### TASK DESCRIPTION
Give only the number of lines in the records that include the string "work".

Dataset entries
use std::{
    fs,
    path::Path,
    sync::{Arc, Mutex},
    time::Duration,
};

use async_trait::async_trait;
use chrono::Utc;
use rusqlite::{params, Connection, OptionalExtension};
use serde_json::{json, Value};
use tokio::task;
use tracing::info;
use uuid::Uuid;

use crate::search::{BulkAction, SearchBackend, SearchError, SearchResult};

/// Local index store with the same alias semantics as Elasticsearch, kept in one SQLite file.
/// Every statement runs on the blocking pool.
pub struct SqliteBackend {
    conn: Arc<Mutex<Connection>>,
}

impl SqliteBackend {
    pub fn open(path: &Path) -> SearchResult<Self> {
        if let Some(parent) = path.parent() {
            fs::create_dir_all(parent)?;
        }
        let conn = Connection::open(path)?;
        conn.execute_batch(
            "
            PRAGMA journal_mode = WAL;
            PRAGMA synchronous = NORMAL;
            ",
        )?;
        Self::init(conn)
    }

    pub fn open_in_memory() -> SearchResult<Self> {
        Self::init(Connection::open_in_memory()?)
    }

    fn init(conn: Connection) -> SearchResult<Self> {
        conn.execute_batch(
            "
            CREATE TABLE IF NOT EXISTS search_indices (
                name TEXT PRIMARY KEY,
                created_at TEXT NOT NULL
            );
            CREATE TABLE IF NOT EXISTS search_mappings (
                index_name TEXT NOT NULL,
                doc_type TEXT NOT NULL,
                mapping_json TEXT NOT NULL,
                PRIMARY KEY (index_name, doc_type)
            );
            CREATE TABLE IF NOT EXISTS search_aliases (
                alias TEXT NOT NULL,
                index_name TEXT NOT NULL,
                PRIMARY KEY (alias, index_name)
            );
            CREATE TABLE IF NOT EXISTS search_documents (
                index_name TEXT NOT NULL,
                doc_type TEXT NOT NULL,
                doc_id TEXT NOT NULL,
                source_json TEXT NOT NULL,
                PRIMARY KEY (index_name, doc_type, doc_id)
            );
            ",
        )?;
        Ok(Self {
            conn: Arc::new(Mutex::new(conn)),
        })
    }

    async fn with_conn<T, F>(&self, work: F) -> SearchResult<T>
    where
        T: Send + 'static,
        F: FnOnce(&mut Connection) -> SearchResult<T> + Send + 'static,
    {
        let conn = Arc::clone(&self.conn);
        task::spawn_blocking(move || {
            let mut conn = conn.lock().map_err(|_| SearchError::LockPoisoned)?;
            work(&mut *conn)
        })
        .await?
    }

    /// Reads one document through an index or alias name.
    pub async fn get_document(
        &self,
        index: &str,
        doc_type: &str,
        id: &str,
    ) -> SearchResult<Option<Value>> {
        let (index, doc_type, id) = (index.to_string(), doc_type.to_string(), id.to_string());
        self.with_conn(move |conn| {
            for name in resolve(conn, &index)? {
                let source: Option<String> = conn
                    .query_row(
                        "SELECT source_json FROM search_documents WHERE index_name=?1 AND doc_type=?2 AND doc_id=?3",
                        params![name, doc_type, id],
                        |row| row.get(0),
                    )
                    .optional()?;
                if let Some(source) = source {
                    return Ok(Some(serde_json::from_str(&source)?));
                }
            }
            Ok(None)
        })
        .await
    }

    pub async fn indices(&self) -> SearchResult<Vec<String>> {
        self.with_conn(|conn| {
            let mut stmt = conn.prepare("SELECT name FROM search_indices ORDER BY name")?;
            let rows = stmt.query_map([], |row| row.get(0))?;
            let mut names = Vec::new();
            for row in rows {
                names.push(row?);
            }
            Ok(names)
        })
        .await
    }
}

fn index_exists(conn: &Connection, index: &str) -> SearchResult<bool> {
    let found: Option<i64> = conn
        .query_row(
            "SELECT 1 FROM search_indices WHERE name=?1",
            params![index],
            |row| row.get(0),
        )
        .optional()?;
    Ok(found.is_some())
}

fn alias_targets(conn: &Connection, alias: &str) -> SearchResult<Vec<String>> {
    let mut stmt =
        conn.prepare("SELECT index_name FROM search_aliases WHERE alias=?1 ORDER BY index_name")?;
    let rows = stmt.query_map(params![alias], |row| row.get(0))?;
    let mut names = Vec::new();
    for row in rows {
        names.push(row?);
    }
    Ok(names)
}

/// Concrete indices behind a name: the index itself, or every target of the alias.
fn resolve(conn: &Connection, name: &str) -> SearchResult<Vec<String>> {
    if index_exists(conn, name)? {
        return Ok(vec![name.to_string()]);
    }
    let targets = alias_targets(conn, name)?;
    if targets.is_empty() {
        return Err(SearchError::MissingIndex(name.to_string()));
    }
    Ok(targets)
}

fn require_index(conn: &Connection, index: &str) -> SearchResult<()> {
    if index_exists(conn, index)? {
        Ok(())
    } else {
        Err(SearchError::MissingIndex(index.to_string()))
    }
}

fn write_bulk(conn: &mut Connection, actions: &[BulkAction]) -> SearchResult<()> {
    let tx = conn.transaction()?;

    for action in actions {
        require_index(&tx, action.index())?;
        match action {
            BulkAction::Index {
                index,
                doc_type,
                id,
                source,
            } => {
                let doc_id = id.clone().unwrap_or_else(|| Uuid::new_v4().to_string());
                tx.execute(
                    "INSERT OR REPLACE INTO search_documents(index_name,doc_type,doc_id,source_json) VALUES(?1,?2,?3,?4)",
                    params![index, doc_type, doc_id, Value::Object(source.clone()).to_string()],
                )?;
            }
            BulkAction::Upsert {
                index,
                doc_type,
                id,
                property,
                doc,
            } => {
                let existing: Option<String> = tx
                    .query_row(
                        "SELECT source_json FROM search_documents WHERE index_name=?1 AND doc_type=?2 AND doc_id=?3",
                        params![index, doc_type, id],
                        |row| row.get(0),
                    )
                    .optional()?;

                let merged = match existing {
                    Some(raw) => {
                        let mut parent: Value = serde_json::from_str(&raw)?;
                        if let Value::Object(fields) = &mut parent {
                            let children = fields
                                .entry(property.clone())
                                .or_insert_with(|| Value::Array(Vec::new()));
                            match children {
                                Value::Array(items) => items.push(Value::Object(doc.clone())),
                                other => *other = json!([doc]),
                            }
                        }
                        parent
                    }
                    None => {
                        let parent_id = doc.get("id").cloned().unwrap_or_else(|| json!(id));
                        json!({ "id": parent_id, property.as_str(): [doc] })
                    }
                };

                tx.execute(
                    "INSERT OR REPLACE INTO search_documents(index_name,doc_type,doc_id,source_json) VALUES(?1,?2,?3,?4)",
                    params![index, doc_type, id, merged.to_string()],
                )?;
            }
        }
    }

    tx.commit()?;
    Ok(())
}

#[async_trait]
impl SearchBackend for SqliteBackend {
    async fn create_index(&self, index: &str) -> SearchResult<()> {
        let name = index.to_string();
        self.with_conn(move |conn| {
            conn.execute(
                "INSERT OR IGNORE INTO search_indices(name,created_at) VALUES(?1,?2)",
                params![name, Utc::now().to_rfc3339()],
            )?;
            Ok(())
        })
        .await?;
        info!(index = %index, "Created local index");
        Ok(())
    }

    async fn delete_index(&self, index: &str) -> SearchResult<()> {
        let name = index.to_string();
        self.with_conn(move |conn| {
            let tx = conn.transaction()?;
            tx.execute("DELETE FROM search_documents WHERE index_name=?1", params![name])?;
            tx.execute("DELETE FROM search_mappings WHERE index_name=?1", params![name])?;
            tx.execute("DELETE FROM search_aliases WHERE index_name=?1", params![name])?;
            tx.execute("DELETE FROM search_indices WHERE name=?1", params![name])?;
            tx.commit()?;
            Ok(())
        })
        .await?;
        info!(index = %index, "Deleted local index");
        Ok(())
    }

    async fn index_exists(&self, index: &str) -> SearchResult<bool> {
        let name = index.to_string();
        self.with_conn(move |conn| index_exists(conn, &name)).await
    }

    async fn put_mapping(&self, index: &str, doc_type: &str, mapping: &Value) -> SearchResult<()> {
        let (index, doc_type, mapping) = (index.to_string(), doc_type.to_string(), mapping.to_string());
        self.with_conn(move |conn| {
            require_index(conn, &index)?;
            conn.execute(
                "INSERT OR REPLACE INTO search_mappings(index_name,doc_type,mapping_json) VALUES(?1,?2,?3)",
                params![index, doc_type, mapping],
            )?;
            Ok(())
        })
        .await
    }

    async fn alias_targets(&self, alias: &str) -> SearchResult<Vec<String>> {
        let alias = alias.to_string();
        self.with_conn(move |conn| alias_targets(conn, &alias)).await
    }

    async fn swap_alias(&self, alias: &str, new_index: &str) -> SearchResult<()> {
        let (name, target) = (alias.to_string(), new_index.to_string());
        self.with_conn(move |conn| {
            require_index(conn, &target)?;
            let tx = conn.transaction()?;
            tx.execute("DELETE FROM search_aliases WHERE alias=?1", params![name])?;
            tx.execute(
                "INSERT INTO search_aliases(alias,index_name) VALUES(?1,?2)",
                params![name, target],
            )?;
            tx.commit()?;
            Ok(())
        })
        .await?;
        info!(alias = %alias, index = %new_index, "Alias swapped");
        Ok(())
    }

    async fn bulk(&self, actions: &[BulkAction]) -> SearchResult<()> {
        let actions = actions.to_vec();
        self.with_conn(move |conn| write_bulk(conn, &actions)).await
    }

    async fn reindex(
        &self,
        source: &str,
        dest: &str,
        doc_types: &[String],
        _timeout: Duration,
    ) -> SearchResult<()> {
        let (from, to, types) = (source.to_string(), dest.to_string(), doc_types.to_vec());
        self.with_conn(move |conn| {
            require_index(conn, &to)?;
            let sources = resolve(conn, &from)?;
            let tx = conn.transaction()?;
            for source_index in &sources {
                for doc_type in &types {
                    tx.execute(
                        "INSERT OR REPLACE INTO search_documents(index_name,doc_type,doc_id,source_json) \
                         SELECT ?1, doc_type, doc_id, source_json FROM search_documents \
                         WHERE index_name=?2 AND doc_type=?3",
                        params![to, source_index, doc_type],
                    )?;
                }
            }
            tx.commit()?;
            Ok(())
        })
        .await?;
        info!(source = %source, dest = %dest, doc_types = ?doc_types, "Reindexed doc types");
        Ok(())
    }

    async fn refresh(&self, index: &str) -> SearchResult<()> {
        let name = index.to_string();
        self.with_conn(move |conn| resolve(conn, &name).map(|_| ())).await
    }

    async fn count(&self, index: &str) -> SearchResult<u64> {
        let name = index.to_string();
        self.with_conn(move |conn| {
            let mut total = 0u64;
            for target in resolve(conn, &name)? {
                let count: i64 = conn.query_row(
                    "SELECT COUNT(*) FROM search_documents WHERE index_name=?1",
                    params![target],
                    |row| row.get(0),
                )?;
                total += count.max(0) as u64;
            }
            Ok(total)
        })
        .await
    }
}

---

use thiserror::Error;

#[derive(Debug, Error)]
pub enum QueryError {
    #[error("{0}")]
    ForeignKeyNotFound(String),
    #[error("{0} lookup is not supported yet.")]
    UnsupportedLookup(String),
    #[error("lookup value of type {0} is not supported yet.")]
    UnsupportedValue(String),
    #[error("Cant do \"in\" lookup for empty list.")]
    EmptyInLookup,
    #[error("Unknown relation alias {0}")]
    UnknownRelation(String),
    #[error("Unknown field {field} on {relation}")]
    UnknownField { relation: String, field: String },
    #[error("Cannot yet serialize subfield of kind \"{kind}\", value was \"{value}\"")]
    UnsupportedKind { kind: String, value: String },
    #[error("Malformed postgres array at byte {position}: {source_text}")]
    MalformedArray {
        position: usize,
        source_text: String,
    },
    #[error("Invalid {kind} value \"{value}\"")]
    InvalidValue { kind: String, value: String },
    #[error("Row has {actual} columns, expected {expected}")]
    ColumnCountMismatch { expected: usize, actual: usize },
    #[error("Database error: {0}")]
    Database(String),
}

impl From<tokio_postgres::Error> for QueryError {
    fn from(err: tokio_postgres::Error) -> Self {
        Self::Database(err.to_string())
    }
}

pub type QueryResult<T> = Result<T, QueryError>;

### SOLUTION
2